*** Begin section ***

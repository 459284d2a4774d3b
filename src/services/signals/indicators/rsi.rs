//! Relative Strength Index (RSI) indicator.

use super::{closes, Indicator};
use crate::types::PriceBar;

/// RSI (Relative Strength Index) indicator.
///
/// Averages gains and losses over the most recent `period` price changes
/// with a simple mean (no Wilder smoothing):
/// RSI = 100 - 100 / (1 + avg_gain / avg_loss).
pub struct Rsi {
    period: usize,
}

impl Default for Rsi {
    fn default() -> Self {
        Self { period: 14 }
    }
}

impl Rsi {
    pub fn new(period: usize) -> Self {
        Self { period }
    }

    /// RSI of the last `period` changes in `values`.
    pub fn calculate_rsi(values: &[f64], period: usize) -> Option<f64> {
        if period == 0 || values.len() < period + 1 {
            return None;
        }

        let window = &values[values.len() - period - 1..];
        let mut gain_sum = 0.0;
        let mut loss_sum = 0.0;

        for pair in window.windows(2) {
            let change = pair[1] - pair[0];
            if change > 0.0 {
                gain_sum += change;
            } else {
                loss_sum -= change;
            }
        }

        let avg_gain = gain_sum / period as f64;
        let avg_loss = loss_sum / period as f64;

        if avg_loss == 0.0 {
            // Flat window has no direction
            return Some(if avg_gain == 0.0 { 50.0 } else { 100.0 });
        }

        let rs = avg_gain / avg_loss;
        Some(100.0 - (100.0 / (1.0 + rs)))
    }
}

impl Indicator for Rsi {
    type Output = f64;

    fn id(&self) -> &str {
        "rsi"
    }

    fn min_periods(&self) -> usize {
        self.period + 1
    }

    fn calculate(&self, bars: &[PriceBar]) -> Option<f64> {
        Self::calculate_rsi(&closes(bars), self.period)
    }
}
//! Process-wide ranking cache.
//!
//! Holds an immutable snapshot behind an `Arc`. A refresh builds a complete
//! new snapshot and swaps the pointer, so readers see either the previous
//! cycle or the new one, never a mix.

use chrono::{DateTime, Utc};
use std::sync::{Arc, PoisonError, RwLock};

use crate::types::{Ranking, ScoredSignal};

/// One completed refresh cycle.
#[derive(Debug, Clone, Default)]
pub struct RankingSnapshot {
    /// Entries by descending score, ties in symbol-list order.
    pub entries: Vec<ScoredSignal>,
    pub updated_at: Option<DateTime<Utc>>,
}

impl RankingSnapshot {
    fn view<'a>(&self, entries: impl Iterator<Item = &'a ScoredSignal>) -> Ranking {
        Ranking {
            data: entries.cloned().collect(),
            updated_at: self.updated_at,
        }
    }
}

/// Ranking cache shared by the scheduler (single writer) and the API.
pub struct RankingCache {
    current: RwLock<Arc<RankingSnapshot>>,
}

impl RankingCache {
    /// Create an empty cache.
    pub fn new() -> Arc<Self> {
        Arc::new(Self::default())
    }

    /// Current snapshot. Cheap: clones the pointer only.
    pub fn snapshot(&self) -> Arc<RankingSnapshot> {
        self.current
            .read()
            .unwrap_or_else(PoisonError::into_inner)
            .clone()
    }

    /// Replace the ranking with a cycle's results.
    ///
    /// Entries are ordered by descending score with a stable sort, so equal
    /// scores keep their input order.
    pub fn replace(&self, mut entries: Vec<ScoredSignal>, updated_at: DateTime<Utc>) {
        entries.sort_by(|a, b| b.score.cmp(&a.score));
        let next = Arc::new(RankingSnapshot {
            entries,
            updated_at: Some(updated_at),
        });
        *self.current.write().unwrap_or_else(PoisonError::into_inner) = next;
    }

    /// Full ranking.
    pub fn get_ranking(&self) -> Ranking {
        let snapshot = self.snapshot();
        snapshot.view(snapshot.entries.iter())
    }

    /// Entries with `score >= min_score`, still by descending score.
    pub fn get_ranking_above(&self, min_score: u8) -> Ranking {
        let snapshot = self.snapshot();
        snapshot.view(snapshot.entries.iter().filter(|e| e.score >= min_score))
    }

    /// Cached entry for a symbol (case-insensitive).
    pub fn get(&self, symbol: &str) -> Option<ScoredSignal> {
        self.snapshot()
            .entries
            .iter()
            .find(|e| e.symbol.eq_ignore_ascii_case(symbol))
            .cloned()
    }

    pub fn updated_at(&self) -> Option<DateTime<Utc>> {
        self.snapshot().updated_at
    }

    pub fn len(&self) -> usize {
        self.snapshot().entries.len()
    }

    pub fn is_empty(&self) -> bool {
        self.snapshot().entries.is_empty()
    }
}

impl Default for RankingCache {
    fn default() -> Self {
        Self {
            current: RwLock::new(Arc::new(RankingSnapshot::default())),
        }
    }
}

*** End section ***

What is needed:
Tally the lines above that include "symbol", and reply with only the tally.

Task answer:
4